## Data shown
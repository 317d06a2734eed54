//! Task storage: in-memory (tests) and SQLite-backed (durable) repositories.

use async_trait::async_trait;
use chrono::{DateTime, Utc};
use rusqlite::{Connection, params};
use serde_json::Value;
use std::collections::HashMap;
use std::sync::{Arc, Mutex, RwLock};

/// A background job the scheduler fires when due, per spec.md §3 `Task`.
#[derive(Debug, Clone)]
pub struct Task {
    pub id: String,
    pub title: String,
    pub session_id: String,
    /// Either `"RRULE:…"` or an ISO-8601 one-shot datetime.
    pub schedule: String,
    pub payload: Option<Value>,
    pub enabled: bool,
    pub last_run: Option<DateTime<Utc>>,
    pub next_run: Option<DateTime<Utc>>,
}

impl Task {
    /// `payload.message`, falling back to `title`, per spec.md §4.9 step 2.
    pub fn message_text(&self) -> String {
        self.payload
            .as_ref()
            .and_then(|p| p.get("message"))
            .and_then(|m| m.as_str())
            .map(str::to_string)
            .unwrap_or_else(|| self.title.clone())
    }
}

#[async_trait]
pub trait TaskRepository: Send + Sync {
    /// Insert `task`, assigning an id if `task.id` is empty.
    async fn add_task(&self, task: Task) -> Result<Task, String>;

    /// Every enabled task whose `next_run` is at or before `now`.
    async fn due_tasks(&self, now: DateTime<Utc>) -> Result<Vec<Task>, String>;

    /// Record that a task fired at `last_run`, recomputing `next_run`.
    /// `next_run = None` disables the task, per spec.md §4.9 step 3.
    async fn record_fire(
        &self,
        id: &str,
        last_run: DateTime<Utc>,
        next_run: Option<DateTime<Utc>>,
    ) -> Result<(), String>;

    async fn list_tasks(&self) -> Result<Vec<Task>, String>;
}

#[derive(Default)]
pub struct InMemoryTaskRepository {
    tasks: RwLock<HashMap<String, Task>>,
}

impl InMemoryTaskRepository {
    pub fn new() -> Self {
        Self::default()
    }
}

#[async_trait]
impl TaskRepository for InMemoryTaskRepository {
    async fn add_task(&self, mut task: Task) -> Result<Task, String> {
        if task.id.is_empty() {
            task.id = format!("task_{}", uuid::Uuid::new_v4().simple());
        }
        let mut tasks = self.tasks.write().map_err(|e| format!("lock: {e}"))?;
        tasks.insert(task.id.clone(), task.clone());
        Ok(task)
    }

    async fn due_tasks(&self, now: DateTime<Utc>) -> Result<Vec<Task>, String> {
        let tasks = self.tasks.read().map_err(|e| format!("lock: {e}"))?;
        let mut due: Vec<Task> = tasks
            .values()
            .filter(|t| t.enabled && t.next_run.is_some_and(|next| next <= now))
            .cloned()
            .collect();
        due.sort_by_key(|t| t.id.clone());
        Ok(due)
    }

    async fn record_fire(
        &self,
        id: &str,
        last_run: DateTime<Utc>,
        next_run: Option<DateTime<Utc>>,
    ) -> Result<(), String> {
        let mut tasks = self.tasks.write().map_err(|e| format!("lock: {e}"))?;
        let task = tasks.get_mut(id).ok_or_else(|| format!("task '{id}' not found"))?;
        task.last_run = Some(last_run);
        task.next_run = next_run;
        if next_run.is_none() {
            task.enabled = false;
        }
        Ok(())
    }

    async fn list_tasks(&self) -> Result<Vec<Task>, String> {
        let tasks = self.tasks.read().map_err(|e| format!("lock: {e}"))?;
        Ok(tasks.values().cloned().collect())
    }
}

const SCHEMA_SQL: &str = r#"
CREATE TABLE IF NOT EXISTS tasks (
    id TEXT PRIMARY KEY NOT NULL,
    title TEXT NOT NULL,
    session_id TEXT NOT NULL,
    schedule TEXT NOT NULL,
    payload TEXT,
    enabled INTEGER NOT NULL,
    last_run TEXT,
    next_run TEXT
);
"#;

/// SQLite-backed [`TaskRepository`]. Schema created in-code on open, no
/// migration framework, same pattern as `state::SqliteStateStore`.
pub struct SqliteTaskRepository {
    conn: Arc<Mutex<Connection>>,
}

impl SqliteTaskRepository {
    pub fn open(path: &str) -> Result<Self, String> {
        let conn = Connection::open(path).map_err(|e| format!("SQLite open error: {e}"))?;
        conn.execute_batch(SCHEMA_SQL)
            .map_err(|e| format!("SQLite schema error: {e}"))?;
        Ok(Self {
            conn: Arc::new(Mutex::new(conn)),
        })
    }

    pub fn in_memory() -> Result<Self, String> {
        let conn = Connection::open_in_memory().map_err(|e| format!("SQLite in-memory error: {e}"))?;
        conn.execute_batch(SCHEMA_SQL)
            .map_err(|e| format!("SQLite schema error: {e}"))?;
        Ok(Self {
            conn: Arc::new(Mutex::new(conn)),
        })
    }

    fn lock(&self) -> Result<std::sync::MutexGuard<'_, Connection>, String> {
        self.conn.lock().map_err(|e| format!("SQLite lock error: {e}"))
    }
}

fn row_to_task(
    id: String,
    title: String,
    session_id: String,
    schedule: String,
    payload: Option<String>,
    enabled: i64,
    last_run: Option<String>,
    next_run: Option<String>,
) -> Result<Task, String> {
    let payload = payload
        .map(|p| serde_json::from_str(&p))
        .transpose()
        .map_err(|e| format!("stored payload is corrupt: {e}"))?;
    let last_run = last_run
        .map(|s| s.parse())
        .transpose()
        .map_err(|e| format!("stored last_run is corrupt: {e}"))?;
    let next_run = next_run
        .map(|s| s.parse())
        .transpose()
        .map_err(|e| format!("stored next_run is corrupt: {e}"))?;
    Ok(Task {
        id,
        title,
        session_id,
        schedule,
        payload,
        enabled: enabled != 0,
        last_run,
        next_run,
    })
}

#[async_trait]
impl TaskRepository for SqliteTaskRepository {
    async fn add_task(&self, mut task: Task) -> Result<Task, String> {
        if task.id.is_empty() {
            task.id = format!("task_{}", uuid::Uuid::new_v4().simple());
        }
        let conn = self.lock()?;
        conn.execute(
            "INSERT INTO tasks (id, title, session_id, schedule, payload, enabled, last_run, next_run) \
             VALUES (?1, ?2, ?3, ?4, ?5, ?6, ?7, ?8)",
            params![
                task.id,
                task.title,
                task.session_id,
                task.schedule,
                task.payload.as_ref().map(|p| p.to_string()),
                task.enabled as i64,
                task.last_run.map(|t| t.to_rfc3339()),
                task.next_run.map(|t| t.to_rfc3339()),
            ],
        )
        .map_err(|e| format!("SQLite insert error: {e}"))?;
        Ok(task)
    }

    async fn due_tasks(&self, now: DateTime<Utc>) -> Result<Vec<Task>, String> {
        let conn = self.lock()?;
        let mut stmt = conn
            .prepare(
                "SELECT id, title, session_id, schedule, payload, enabled, last_run, next_run \
                 FROM tasks WHERE enabled = 1 AND next_run IS NOT NULL AND next_run <= ?1 ORDER BY id ASC",
            )
            .map_err(|e| format!("SQLite prepare error: {e}"))?;
        let rows = stmt
            .query_map(params![now.to_rfc3339()], |row| {
                Ok((
                    row.get::<_, String>(0)?,
                    row.get::<_, String>(1)?,
                    row.get::<_, String>(2)?,
                    row.get::<_, String>(3)?,
                    row.get::<_, Option<String>>(4)?,
                    row.get::<_, i64>(5)?,
                    row.get::<_, Option<String>>(6)?,
                    row.get::<_, Option<String>>(7)?,
                ))
            })
            .map_err(|e| format!("SQLite query error: {e}"))?;

        let mut tasks = Vec::new();
        for row in rows {
            let (id, title, session_id, schedule, payload, enabled, last_run, next_run) =
                row.map_err(|e| format!("SQLite row error: {e}"))?;
            tasks.push(row_to_task(
                id, title, session_id, schedule, payload, enabled, last_run, next_run,
            )?);
        }
        Ok(tasks)
    }

    async fn record_fire(
        &self,
        id: &str,
        last_run: DateTime<Utc>,
        next_run: Option<DateTime<Utc>>,
    ) -> Result<(), String> {
        let conn = self.lock()?;
        let enabled = next_run.is_some();
        let updated = conn
            .execute(
                "UPDATE tasks SET last_run = ?1, next_run = ?2, enabled = ?3 WHERE id = ?4",
                params![
                    last_run.to_rfc3339(),
                    next_run.map(|t| t.to_rfc3339()),
                    enabled as i64,
                    id,
                ],
            )
            .map_err(|e| format!("SQLite update error: {e}"))?;
        if updated == 0 {
            return Err(format!("task '{id}' not found"));
        }
        Ok(())
    }

    async fn list_tasks(&self) -> Result<Vec<Task>, String> {
        let conn = self.lock()?;
        let mut stmt = conn
            .prepare("SELECT id, title, session_id, schedule, payload, enabled, last_run, next_run FROM tasks")
            .map_err(|e| format!("SQLite prepare error: {e}"))?;
        let rows = stmt
            .query_map([], |row| {
                Ok((
                    row.get::<_, String>(0)?,
                    row.get::<_, String>(1)?,
                    row.get::<_, String>(2)?,
                    row.get::<_, String>(3)?,
                    row.get::<_, Option<String>>(4)?,
                    row.get::<_, i64>(5)?,
                    row.get::<_, Option<String>>(6)?,
                    row.get::<_, Option<String>>(7)?,
                ))
            })
            .map_err(|e| format!("SQLite query error: {e}"))?;

        let mut tasks = Vec::new();
        for row in rows {
            let (id, title, session_id, schedule, payload, enabled, last_run, next_run) =
                row.map_err(|e| format!("SQLite row error: {e}"))?;
            tasks.push(row_to_task(
                id, title, session_id, schedule, payload, enabled, last_run, next_run,
            )?);
        }
        Ok(tasks)
    }
}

## Exercise description
How many lines in the data above hold the word "corrupt"? Answer with the number alone.

## Solved exercise
3